─── Listed entries ───
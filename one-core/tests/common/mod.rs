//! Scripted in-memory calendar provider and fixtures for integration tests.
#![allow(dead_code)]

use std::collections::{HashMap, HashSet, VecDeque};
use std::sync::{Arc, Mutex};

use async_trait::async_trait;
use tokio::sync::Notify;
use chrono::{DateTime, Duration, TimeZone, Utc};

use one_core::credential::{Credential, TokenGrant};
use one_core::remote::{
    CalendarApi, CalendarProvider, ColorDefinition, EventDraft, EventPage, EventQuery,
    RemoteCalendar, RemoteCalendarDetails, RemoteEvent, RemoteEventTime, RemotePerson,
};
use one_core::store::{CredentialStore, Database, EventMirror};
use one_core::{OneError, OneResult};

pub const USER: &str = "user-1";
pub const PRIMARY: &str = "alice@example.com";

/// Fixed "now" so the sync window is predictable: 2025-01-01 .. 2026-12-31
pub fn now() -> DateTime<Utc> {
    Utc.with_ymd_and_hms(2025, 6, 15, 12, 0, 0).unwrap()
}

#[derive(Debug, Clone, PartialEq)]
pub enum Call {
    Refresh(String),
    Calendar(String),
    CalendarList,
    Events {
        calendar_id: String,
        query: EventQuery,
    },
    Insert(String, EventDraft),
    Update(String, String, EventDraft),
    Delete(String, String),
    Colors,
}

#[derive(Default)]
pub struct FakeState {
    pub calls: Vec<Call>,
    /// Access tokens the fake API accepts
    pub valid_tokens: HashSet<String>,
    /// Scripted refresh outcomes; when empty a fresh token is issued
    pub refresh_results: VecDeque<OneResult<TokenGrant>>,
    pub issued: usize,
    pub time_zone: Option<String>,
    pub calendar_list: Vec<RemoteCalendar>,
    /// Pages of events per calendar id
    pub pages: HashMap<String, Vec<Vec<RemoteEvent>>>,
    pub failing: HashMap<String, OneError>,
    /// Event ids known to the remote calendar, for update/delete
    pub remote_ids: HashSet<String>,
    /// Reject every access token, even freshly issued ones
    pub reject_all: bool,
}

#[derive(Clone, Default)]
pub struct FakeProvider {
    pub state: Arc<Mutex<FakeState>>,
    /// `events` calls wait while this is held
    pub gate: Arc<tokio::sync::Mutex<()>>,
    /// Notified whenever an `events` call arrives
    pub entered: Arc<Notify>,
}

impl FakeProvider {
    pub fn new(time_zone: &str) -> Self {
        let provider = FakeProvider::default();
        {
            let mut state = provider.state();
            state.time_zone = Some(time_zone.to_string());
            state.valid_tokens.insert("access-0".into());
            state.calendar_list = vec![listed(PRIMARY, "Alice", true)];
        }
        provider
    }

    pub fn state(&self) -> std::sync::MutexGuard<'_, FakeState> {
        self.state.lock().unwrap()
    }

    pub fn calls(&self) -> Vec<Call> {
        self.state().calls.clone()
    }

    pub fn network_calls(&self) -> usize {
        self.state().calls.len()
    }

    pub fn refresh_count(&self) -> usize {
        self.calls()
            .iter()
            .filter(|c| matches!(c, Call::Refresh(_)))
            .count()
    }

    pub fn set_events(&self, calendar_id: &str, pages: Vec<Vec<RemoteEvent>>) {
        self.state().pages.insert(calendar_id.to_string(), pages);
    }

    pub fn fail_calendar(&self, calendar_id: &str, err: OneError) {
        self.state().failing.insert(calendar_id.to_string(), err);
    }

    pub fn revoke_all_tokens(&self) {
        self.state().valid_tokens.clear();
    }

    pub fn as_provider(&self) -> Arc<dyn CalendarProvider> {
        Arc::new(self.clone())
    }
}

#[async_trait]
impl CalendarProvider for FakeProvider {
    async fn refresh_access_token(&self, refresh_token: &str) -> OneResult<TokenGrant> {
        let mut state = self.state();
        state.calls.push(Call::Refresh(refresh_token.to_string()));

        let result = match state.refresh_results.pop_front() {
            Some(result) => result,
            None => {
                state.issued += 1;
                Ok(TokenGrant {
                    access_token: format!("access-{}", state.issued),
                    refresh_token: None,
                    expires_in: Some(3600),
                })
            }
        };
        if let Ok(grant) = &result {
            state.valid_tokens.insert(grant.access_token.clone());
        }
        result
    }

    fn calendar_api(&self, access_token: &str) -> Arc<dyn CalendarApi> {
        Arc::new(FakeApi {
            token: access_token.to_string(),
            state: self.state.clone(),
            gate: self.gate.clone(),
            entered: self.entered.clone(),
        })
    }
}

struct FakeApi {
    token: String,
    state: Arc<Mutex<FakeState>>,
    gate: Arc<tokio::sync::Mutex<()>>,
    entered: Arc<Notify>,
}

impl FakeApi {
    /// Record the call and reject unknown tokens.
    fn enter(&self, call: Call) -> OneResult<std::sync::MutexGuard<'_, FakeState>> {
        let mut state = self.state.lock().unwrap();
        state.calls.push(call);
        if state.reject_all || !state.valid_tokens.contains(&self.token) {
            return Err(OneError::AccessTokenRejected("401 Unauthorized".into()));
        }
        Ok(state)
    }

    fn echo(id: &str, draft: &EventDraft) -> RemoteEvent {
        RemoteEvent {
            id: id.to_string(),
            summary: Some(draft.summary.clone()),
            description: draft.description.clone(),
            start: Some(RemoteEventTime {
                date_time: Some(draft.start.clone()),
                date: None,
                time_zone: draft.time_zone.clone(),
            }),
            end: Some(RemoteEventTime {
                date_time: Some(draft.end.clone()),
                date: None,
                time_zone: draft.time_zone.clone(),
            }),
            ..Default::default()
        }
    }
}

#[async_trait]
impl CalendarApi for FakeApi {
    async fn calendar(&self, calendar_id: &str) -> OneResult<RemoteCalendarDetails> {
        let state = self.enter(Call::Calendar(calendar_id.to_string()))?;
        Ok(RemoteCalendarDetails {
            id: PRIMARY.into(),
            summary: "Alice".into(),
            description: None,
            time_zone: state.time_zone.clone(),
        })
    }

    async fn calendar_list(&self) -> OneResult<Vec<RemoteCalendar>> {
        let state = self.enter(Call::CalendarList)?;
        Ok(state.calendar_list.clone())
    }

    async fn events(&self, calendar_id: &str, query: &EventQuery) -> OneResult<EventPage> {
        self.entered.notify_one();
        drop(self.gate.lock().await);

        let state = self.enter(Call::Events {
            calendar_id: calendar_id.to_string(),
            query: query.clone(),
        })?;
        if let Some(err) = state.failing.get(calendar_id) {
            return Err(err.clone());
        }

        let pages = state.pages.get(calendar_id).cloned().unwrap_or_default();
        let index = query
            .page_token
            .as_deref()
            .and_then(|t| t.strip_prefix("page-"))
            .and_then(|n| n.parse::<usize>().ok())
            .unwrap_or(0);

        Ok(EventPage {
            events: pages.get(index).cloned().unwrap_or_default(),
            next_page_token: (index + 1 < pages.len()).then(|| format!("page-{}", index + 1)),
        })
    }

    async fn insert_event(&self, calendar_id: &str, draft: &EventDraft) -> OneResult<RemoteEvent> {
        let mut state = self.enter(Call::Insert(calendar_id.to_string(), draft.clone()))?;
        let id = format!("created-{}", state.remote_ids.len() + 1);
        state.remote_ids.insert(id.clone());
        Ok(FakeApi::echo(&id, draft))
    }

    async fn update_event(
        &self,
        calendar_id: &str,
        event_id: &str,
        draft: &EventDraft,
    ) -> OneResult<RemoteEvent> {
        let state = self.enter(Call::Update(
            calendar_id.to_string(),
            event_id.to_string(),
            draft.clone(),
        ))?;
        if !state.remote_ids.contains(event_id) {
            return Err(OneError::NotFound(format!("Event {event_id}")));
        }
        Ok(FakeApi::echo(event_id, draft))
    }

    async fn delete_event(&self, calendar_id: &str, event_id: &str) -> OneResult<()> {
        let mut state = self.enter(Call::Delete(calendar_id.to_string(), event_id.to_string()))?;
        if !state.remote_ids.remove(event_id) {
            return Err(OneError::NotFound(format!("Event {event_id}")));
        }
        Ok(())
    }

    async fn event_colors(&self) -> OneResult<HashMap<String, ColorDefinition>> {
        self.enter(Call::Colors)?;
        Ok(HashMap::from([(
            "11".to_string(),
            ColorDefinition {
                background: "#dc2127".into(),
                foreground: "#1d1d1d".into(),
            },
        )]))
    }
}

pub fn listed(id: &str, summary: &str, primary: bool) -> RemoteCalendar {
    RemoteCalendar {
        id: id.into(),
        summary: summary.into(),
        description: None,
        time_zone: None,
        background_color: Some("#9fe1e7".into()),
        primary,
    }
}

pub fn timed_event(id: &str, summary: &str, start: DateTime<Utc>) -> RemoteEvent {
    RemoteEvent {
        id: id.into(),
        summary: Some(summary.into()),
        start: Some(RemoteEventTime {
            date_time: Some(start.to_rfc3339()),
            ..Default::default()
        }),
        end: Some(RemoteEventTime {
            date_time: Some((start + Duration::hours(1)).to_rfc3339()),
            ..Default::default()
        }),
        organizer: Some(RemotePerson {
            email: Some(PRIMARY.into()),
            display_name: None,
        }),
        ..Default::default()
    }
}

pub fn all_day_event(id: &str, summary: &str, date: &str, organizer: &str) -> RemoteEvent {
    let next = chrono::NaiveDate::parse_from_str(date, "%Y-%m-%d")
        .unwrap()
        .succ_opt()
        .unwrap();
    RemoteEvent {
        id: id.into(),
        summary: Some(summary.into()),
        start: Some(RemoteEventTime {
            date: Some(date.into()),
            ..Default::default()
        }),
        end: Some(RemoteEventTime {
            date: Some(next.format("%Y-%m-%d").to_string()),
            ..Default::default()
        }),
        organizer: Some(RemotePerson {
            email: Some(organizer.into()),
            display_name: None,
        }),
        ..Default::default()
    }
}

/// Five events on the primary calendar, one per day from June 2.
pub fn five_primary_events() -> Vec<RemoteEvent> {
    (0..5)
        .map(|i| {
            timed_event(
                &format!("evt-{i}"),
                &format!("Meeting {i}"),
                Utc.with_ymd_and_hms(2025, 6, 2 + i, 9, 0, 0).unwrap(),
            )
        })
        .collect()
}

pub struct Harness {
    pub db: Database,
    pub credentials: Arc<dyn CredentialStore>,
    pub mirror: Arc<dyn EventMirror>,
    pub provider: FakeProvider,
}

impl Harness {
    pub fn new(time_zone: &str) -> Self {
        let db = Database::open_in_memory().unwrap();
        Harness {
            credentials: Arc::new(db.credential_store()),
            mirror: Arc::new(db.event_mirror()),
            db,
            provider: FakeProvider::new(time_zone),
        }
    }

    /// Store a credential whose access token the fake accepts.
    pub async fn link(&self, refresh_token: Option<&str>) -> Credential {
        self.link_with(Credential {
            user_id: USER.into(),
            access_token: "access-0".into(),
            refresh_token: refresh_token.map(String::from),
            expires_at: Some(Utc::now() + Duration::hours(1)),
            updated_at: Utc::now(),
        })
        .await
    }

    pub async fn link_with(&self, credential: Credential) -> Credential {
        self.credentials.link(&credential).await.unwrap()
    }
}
───
◆ Task directions
Looking at the entries above, can you reproduce exactly the lines from the one that holds "pub fn five_primary_events()" through the one that holds "pub mirror: Arc<dyn", and only those?

◆ Response below
pub fn five_primary_events() -> Vec<RemoteEvent> {
    (0..5)
        .map(|i| {
            timed_event(
                &format!("evt-{i}"),
                &format!("Meeting {i}"),
                Utc.with_ymd_and_hms(2025, 6, 2 + i, 9, 0, 0).unwrap(),
            )
        })
        .collect()
}

pub struct Harness {
    pub db: Database,
    pub credentials: Arc<dyn CredentialStore>,
    pub mirror: Arc<dyn EventMirror>,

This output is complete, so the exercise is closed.